◆ Directions for this task: From the entries, copy each line that includes "properties".

◆ Record excerpts:
# # # #

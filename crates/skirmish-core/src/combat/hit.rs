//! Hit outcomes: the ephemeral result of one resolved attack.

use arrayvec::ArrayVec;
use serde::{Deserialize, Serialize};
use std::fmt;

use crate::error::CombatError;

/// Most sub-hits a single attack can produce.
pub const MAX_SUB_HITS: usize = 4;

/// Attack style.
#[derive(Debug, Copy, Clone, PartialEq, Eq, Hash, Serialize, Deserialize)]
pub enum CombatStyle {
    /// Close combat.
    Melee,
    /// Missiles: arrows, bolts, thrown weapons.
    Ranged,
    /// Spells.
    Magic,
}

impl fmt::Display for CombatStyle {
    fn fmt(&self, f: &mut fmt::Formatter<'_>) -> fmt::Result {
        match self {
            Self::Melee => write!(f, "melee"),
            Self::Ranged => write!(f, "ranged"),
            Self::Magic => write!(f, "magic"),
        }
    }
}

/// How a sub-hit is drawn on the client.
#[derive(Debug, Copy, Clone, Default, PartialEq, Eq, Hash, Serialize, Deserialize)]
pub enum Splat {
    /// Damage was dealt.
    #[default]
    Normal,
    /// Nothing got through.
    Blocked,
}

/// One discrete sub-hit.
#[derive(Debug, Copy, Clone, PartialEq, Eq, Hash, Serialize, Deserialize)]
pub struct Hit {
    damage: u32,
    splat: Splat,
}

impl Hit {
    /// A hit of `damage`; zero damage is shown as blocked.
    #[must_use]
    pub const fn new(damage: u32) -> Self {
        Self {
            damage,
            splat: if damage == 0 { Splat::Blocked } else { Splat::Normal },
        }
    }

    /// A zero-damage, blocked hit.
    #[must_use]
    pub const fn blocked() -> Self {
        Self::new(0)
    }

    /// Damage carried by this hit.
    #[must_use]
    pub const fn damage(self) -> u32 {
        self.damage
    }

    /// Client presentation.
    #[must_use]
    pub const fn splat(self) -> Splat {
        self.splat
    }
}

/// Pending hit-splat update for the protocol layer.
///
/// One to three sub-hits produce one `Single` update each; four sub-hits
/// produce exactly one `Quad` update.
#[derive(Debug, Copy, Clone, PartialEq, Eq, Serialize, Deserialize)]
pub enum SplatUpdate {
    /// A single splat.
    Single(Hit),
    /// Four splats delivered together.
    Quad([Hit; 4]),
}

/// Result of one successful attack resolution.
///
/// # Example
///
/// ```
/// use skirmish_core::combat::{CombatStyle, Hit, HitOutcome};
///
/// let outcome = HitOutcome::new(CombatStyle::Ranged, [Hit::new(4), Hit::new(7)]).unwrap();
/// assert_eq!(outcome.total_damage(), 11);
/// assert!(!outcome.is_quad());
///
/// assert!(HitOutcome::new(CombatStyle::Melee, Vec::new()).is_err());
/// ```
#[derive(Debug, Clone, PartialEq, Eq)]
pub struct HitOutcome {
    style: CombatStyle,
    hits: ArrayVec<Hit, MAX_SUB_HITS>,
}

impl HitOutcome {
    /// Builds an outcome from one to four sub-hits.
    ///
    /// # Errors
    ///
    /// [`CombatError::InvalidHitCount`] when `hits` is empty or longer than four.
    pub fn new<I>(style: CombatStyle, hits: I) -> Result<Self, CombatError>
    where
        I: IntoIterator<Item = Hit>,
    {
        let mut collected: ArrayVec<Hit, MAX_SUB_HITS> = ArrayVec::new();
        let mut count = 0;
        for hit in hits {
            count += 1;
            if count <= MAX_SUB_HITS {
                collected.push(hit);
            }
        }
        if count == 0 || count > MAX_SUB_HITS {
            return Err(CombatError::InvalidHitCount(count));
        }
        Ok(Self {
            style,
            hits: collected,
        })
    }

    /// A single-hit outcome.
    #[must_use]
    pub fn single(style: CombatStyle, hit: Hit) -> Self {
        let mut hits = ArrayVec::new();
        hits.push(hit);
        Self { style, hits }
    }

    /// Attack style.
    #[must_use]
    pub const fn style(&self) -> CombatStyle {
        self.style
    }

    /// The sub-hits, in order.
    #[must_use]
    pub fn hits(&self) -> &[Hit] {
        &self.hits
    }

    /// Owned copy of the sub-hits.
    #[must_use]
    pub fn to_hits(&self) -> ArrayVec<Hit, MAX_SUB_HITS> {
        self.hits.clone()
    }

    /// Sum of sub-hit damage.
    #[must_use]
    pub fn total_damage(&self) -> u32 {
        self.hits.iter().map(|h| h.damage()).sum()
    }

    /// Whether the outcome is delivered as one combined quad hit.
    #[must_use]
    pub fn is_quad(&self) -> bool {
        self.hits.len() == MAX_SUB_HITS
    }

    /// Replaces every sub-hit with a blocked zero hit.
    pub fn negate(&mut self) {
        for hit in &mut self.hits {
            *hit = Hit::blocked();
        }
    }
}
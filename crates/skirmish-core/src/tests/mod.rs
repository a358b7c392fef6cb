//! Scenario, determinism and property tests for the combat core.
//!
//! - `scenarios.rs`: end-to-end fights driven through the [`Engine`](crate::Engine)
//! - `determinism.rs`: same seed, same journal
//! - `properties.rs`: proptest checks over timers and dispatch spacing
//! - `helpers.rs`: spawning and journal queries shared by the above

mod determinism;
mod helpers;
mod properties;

# # # #

◆ Result of the task:
//! - `properties.rs`: proptest checks over timers and dispatch spacing
mod properties;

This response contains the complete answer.